Nach einer Einleitung (11-34), die Ausführungen zur Methodik der Studie sowie einen Forschungsbericht enthält, bearbeitet Helmke sein Thema in vier Kapiteln, von denen jeweils zwei den Werken des Livius sowie des Valerius Maximus gewidmet sind. Zunächst geht es dabei um „Livius und weibliche Ideale in frührömischen Krisen“ (35-104), bevor „Valerius Maximus und die weiblichen Exempla der Frühzeit“ (105-169) in den Blick genommen werden. In einem weiteren Kapitel analysiert Helmke das Auftreten von Frauenfiguren in der dritten und vierten Dekade des livianischen Werkes (171-238), im letzten Untersuchungsteil stehen Genderstrukturen in solchen Exempla der Facta et dicta memorabilia im Mittelpunkt, die aus der Zeit der römischen Bürgerkriege des ersten Jahrhunderts stammen (239-295).[3] Eine kurze Zusammenfassung der Ergebnisse der Studie (297-306), eine Bibliographie (307-322) sowie ein Register (Stellen, Namen, Sachen: 323-329) schließen den Band ab.

Obwohl der Begriff im Titel der Arbeit auftaucht und in allen Kapiteln eine zentrale Rolle spielt, verzichtet Helmke auf eine Definition dessen, was im Rahmen der Untersuchung unter dem Terminus „Krise“ zu verstehen ist.[4] Die Lektüre der Studie legt nahe, dass hierunter vor allem die römischen Bürgerkriege, der Zweite Punische Krieg, der Bacchanalien-Skandal des Jahres 186 sowie verschiedene legendenhaft überlieferte Ereignisse der römischen Frühzeit zu fassen seien. Da eine genauere Begriffsbestimmung fehlt, ergeben sich indes Unklarheiten.
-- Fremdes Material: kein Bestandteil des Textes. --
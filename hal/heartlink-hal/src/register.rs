//! Memory-mapped register abstractions
//!
//! Every configuration and status word is reached through [`Register`],
//! parameterized by an enum of the bit positions that are valid for that
//! particular register. A bit from one register cannot be applied to
//! another, and an out-of-range index cannot be written at all.

/// A named bit position inside an 8-bit register
///
/// Implemented by per-register enums such as `Ucsr0a::Udre0`.
pub trait BitPosition: Copy {
    /// Bit index, 0..=7
    fn index(self) -> u8;

    /// Single-bit mask for this position
    fn mask(self) -> u8 {
        1 << self.index()
    }
}

/// Combine several bit positions into one mask
pub fn mask_of<B: BitPosition>(bits: &[B]) -> u8 {
    bits.iter().fold(0, |acc, bit| acc | bit.mask())
}

/// Readable and writable 8-bit register
///
/// Only [`read`](Register::read) and [`write`](Register::write) touch the
/// backing storage; the bit helpers are a single read-modify-write each.
pub trait Register<B: BitPosition> {
    /// Read the current register value
    fn read(&self) -> u8;

    /// Overwrite the register value
    fn write(&mut self, value: u8);

    /// Apply `f` to the current value and write the result back
    fn modify<F: FnOnce(u8) -> u8>(&mut self, f: F) {
        let value = self.read();
        self.write(f(value));
    }

    /// Set a bit (OR with mask)
    fn set_bit(&mut self, bit: B) {
        self.modify(|v| v | bit.mask());
    }

    /// Clear a bit (AND with inverted mask)
    fn clear_bit(&mut self, bit: B) {
        self.modify(|v| v & !bit.mask());
    }

    /// Toggle a bit (XOR with mask)
    fn toggle_bit(&mut self, bit: B) {
        self.modify(|v| v ^ bit.mask());
    }

    /// Check whether a bit currently reads as 1
    fn is_set(&self, bit: B) -> bool {
        self.read() & bit.mask() != 0
    }

    /// Overwrite the register so exactly `bits` are set
    fn write_bits(&mut self, bits: &[B]) {
        self.write(mask_of(bits));
    }

    /// Set every bit in `bits`, leaving the others untouched
    fn set_bits(&mut self, bits: &[B]) {
        let mask = mask_of(bits);
        self.modify(|v| v | mask);
    }
}

/// 16-bit register accessed as a whole (compare values, baud divisors)
pub trait WideRegister {
    /// Read the full 16-bit value
    fn read(&self) -> u16;

    /// Write the full 16-bit value
    fn write(&mut self, value: u16);
}

/// Family of register implementations
///
/// Lets the same peripheral code run against real memory-mapped hardware
/// or a host-side mock by picking a different family.
pub trait RegisterFamily {
    /// 8-bit register type for the bit enum `B`
    type Reg<B: BitPosition>: Register<B>;

    /// 16-bit register type
    type Wide: WideRegister;
}
/// Deviation of `actual` from `target` in parts per thousand, rounded down
pub const fn baud_error_permille(target: u32, actual: u32) -> u32 {
    if target == 0 {
        return 0;
    }
    let diff = if actual > target {
        actual - target
    } else {
        target - actual
    };
    ((diff as u64 * 1000) / target as u64) as u32
}

/// Board configuration as supplied at build time
#[derive(Debug, Clone, Copy, PartialEq, Eq)]
#[cfg_attr(feature = "defmt", derive(defmt::Format))]
pub struct BridgeConfig {
    /// Reference clock frequency (Hz)
    pub clock_hz: u32,
    /// Heartbeat flash frequency (Hz)
    pub flash_hz: u32,
    /// Compare-match events per flash period
    pub toggle: ToggleConvention,
    /// Timer1 clock pre-scaler
    pub prescaler: Prescaler,
    /// Port B line driving the heartbeat LED
    pub heartbeat_pin: PortPin,
    /// UART rate and frame format
    pub uart: UartConfig,
    /// Largest tolerated baud error, or `None` to accept any
    pub max_baud_error_permille: Option<u16>,
    /// SPI clock and mode
    pub spi: SpiConfig,
    /// Busy-poll limit used by the `embedded-io` / `embedded-hal` impls
    pub patience: Patience,
}

impl BridgeConfig {
    /// Configuration with the given rates and defaults for everything else
    ///
    /// Defaults: 256x pre-scale, one toggle per flash period, heartbeat on
    /// PB7, 8N1 frame, 2.5% baud tolerance, SPI at fck/16 in mode 0, and no
    /// poll limit.
    pub const fn new(clock_hz: u32, flash_hz: u32, baud: u32) -> Self {
        Self {
            clock_hz,
            flash_hz,
            toggle: ToggleConvention::PerFlash,
            prescaler: Prescaler::Div256,
            heartbeat_pin: pins::HEARTBEAT,
            uart: UartConfig::eight_n_one(baud),
            max_baud_error_permille: Some(DEFAULT_MAX_BAUD_ERROR_PERMILLE),
            spi: SpiConfig {
                clock: ClockDivider::Div16,
                mode: Mode::Mode0,
            },
            patience: Patience::Forever,
        }
    }

    /// Rate at which Timer1 must raise compare-match events
    pub const fn compare_hz(&self) -> Option<u32> {
        self.flash_hz.checked_mul(self.toggle.toggles_per_flash())
    }

    /// Check the configuration and derive register values
    pub const fn validate(self) -> Result<ValidatedConfig, ConfigError> {
        if self.clock_hz == 0 {
            return Err(ConfigError::ZeroClock);
        }
        if self.flash_hz == 0 {
            return Err(ConfigError::ZeroFlashFrequency);
        }
        if self.heartbeat_pin.is_spi() {
            return Err(ConfigError::HeartbeatOnSpiPin);
        }

        let compare_hz = match self.compare_hz() {
            Some(hz) => hz,
            None => return Err(ConfigError::ZeroToggleRate),
        };
        let compare_threshold = match compare_threshold(self.clock_hz, self.prescaler, compare_hz)
        {
            Ok(v) => v,
            Err(e) => return Err(e),
        };

        let baud_divisor = match baud_divisor(self.clock_hz, self.uart.baudrate) {
            Ok(v) => v,
            Err(e) => return Err(e),
        };
        if let Some(max) = self.max_baud_error_permille {
            let actual = actual_baud(self.clock_hz, baud_divisor);
            if baud_error_permille(self.uart.baudrate, actual) > max as u32 {
                return Err(ConfigError::BaudErrorTooLarge);
            }
        }

        Ok(ValidatedConfig {
            config: self,
            compare_threshold,
            baud_divisor,
        })
    }
}

impl Default for BridgeConfig {
    fn default() -> Self {
        Self::new(DEFAULT_CLOCK_HZ, DEFAULT_FLASH_HZ, DEFAULT_BAUD)
    }
}

/// Configuration that passed validation, with derived register values
#[derive(Debug, Clone, Copy, PartialEq, Eq)]
#[cfg_attr(feature = "defmt", derive(defmt::Format))]
pub struct ValidatedConfig {
    config: BridgeConfig,
    compare_threshold: u16,
    baud_divisor: u16,
}

impl ValidatedConfig {
    /// The configuration this was derived from
    pub const fn config(&self) -> &BridgeConfig {
        &self.config
    }

    /// Value for OCR1A
    pub const fn compare_threshold(&self) -> u16 {
        self.compare_threshold
    }

    /// Value for UBRR0
    pub const fn baud_divisor(&self) -> u16 {
        self.baud_divisor
    }

    /// Baud rate the UART will actually run at
    pub const fn actual_baud(&self) -> u32 {
        actual_baud(self.config.clock_hz, self.baud_divisor)
    }
}
//! End-to-end scenarios on the mock register file

use heartlink_hal::Level;

use crate::config::BridgeConfig;
use crate::init::initialize;
use crate::mock::{names, Access, MockBus};

const UDRE0: u16 = 0x20;

fn boot(bus: &MockBus) -> crate::init::Bridge<crate::mock::MockFamily> {
    let config = BridgeConfig::new(16_000_000, 1, 9_600).validate().unwrap();
    initialize(bus.peripherals(), &config)
}

#[test]
fn test_reference_board_programs_expected_dividers() {
    let bus = MockBus::new();
    let _bridge = boot(&bus);

    assert_eq!(bus.writes(names::OCR1A), [62_499]);
    assert_eq!(bus.writes(names::UBRR0), [103]);
}

#[test]
fn test_two_ticks_restore_heartbeat_level() {
    let bus = MockBus::new();
    let mut bridge = boot(&bus);
    let start = bridge.heartbeat.level();
    let port_before = bus.value(names::PORTB);

    bridge.heartbeat.on_compare_match();
    assert_eq!(bridge.heartbeat.level(), start.flipped());
    bridge.heartbeat.on_compare_match();

    assert_eq!(bridge.heartbeat.level(), start);
    assert_eq!(bus.value(names::PORTB), port_before);
}

#[test]
fn test_send_after_one_poll_cycle() {
    let bus = MockBus::new();
    let mut bridge = boot(&bus);
    bus.clear_log();

    bus.script(names::UCSR0A, &[0, UDRE0]);
    bridge.uart.send_uart_byte(0x41);

    assert_eq!(
        bus.log(),
        [
            Access::Read(names::UCSR0A, 0),
            Access::Read(names::UCSR0A, UDRE0),
            Access::Write(names::UDR0, 0x41),
        ]
    );
}

#[test]
fn test_ticks_between_transfers_stay_on_port() {
    let bus = MockBus::new();
    let mut bridge = boot(&bus);
    bus.clear_log();

    bus.script(names::UCSR0A, &[UDRE0]);
    bridge.uart.send_uart_byte(b'x');
    bridge.heartbeat.on_compare_match();
    bus.script(names::SPSR, &[0x80]);
    bridge.spi.send_spi_byte(b'y');
    bridge.heartbeat.on_compare_match();

    let foreign = bus
        .log()
        .into_iter()
        .filter(|access| {
            matches!(
                access,
                Access::Write(names::PORTB, _)
                    | Access::Write(names::DDRB, _)
                    | Access::Write(names::TCCR1B, _)
                    | Access::Write(names::OCR1A, _)
                    | Access::Write(names::TIMSK1, _)
            )
        })
        .count();
    // Only the two heartbeat toggles touch PORTB; nothing reconfigures
    assert_eq!(foreign, 2);
    assert_eq!(bridge.heartbeat.toggles(), 2);
    assert_eq!(bridge.heartbeat.level(), Level::Low);
}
Zum Beispiel entstammen die Passagen, die Helmke aus der Überlieferung des Zweiten Punischen Krieges im dritten Kapitel untersucht, mehrheitlich gerade nicht dem Kontext der schweren römischen Niederlagen oder der scharfen innenpolitischen Auseinandersetzungen des Krieges, sondern späteren Abschnitten, in denen die Feldzüge auf der Iberischen Halbinsel und in Nordafrika thematisiert werden. Auch die hier geschilderten Ereignisse könnte man unter Umständen noch als Teil eines weiteren Krisennarrativs fassen, doch wäre es vorteilhaft, dies dann auch explizit zu begründen. Ungeachtet der fehlenden genaueren Definition des Untersuchungsgegenstandes erbringt die Untersuchung einige beachtenswerte und instruktive Ergebnisse, die im Folgenden – angesichts des naturgemäß begrenzten Umfangs einer Rezension lediglich auszugsweise – besprochen werden sollen.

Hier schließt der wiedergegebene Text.